§ **Your goal**
Please repeat, exactly as written, the line containing "builder = builder.header(name.as_str(), value.as_str());" and every line after it through the end of the records below.

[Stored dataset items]
>>>>>

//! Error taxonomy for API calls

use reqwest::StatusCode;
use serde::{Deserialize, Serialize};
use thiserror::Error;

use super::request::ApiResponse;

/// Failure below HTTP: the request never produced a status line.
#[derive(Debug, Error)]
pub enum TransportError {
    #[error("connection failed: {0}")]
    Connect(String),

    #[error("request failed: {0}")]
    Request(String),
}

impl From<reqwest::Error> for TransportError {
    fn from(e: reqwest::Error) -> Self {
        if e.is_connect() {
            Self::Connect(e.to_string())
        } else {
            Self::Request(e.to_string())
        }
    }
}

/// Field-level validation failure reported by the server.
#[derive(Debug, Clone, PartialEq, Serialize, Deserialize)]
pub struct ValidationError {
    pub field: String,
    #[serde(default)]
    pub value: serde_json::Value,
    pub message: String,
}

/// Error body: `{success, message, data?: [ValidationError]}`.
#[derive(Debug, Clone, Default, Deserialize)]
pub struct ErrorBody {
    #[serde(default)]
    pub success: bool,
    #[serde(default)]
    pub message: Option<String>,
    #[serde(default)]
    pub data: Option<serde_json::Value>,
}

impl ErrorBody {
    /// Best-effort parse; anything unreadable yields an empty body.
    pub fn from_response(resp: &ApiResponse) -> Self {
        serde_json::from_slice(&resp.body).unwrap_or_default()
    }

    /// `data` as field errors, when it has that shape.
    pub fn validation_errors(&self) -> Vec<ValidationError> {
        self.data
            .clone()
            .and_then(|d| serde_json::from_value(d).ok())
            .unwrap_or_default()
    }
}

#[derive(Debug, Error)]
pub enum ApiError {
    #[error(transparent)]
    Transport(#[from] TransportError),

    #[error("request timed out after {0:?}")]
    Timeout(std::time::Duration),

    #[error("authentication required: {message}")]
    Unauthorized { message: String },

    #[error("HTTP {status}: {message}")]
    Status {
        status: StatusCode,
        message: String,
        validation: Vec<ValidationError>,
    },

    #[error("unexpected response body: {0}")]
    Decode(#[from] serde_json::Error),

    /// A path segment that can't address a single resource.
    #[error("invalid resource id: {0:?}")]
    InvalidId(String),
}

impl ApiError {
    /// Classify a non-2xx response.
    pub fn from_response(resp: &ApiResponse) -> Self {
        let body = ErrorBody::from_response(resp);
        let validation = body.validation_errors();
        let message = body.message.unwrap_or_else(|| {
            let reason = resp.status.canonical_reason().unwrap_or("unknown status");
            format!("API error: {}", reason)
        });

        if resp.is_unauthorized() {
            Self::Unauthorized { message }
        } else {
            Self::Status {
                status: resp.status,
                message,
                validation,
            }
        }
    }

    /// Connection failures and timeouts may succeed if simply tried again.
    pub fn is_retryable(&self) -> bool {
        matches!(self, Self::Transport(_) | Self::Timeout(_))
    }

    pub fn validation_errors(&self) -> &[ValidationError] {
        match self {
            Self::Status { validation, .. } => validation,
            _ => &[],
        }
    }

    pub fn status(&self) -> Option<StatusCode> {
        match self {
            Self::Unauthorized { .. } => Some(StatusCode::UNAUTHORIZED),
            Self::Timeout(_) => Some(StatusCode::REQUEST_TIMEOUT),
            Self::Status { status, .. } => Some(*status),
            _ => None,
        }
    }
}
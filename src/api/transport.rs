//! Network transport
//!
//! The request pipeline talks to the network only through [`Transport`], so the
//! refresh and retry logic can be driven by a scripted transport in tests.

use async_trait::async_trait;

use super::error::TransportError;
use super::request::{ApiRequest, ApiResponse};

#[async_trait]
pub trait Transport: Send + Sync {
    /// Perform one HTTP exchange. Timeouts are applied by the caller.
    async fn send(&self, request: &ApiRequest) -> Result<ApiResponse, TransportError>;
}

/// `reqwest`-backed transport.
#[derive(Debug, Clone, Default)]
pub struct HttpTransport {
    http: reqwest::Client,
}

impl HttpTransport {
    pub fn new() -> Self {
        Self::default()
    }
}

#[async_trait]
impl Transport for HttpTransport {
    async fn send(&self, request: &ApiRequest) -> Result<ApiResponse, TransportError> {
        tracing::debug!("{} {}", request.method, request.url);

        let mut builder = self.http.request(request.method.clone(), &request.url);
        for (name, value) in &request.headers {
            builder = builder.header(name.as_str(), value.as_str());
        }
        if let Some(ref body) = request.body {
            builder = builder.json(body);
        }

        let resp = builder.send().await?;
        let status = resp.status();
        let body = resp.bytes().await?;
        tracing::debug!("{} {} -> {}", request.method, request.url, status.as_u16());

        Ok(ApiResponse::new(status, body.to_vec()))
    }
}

<<<<<

§ **Task output**
            builder = builder.header(name.as_str(), value.as_str());
        }
        if let Some(ref body) = request.body {
            builder = builder.json(body);
        }

        let resp = builder.send().await?;
        let status = resp.status();
        let body = resp.bytes().await?;
        tracing::debug!("{} {} -> {}", request.method, request.url, status.as_u16());

        Ok(ApiResponse::new(status, body.to_vec()))
    }
}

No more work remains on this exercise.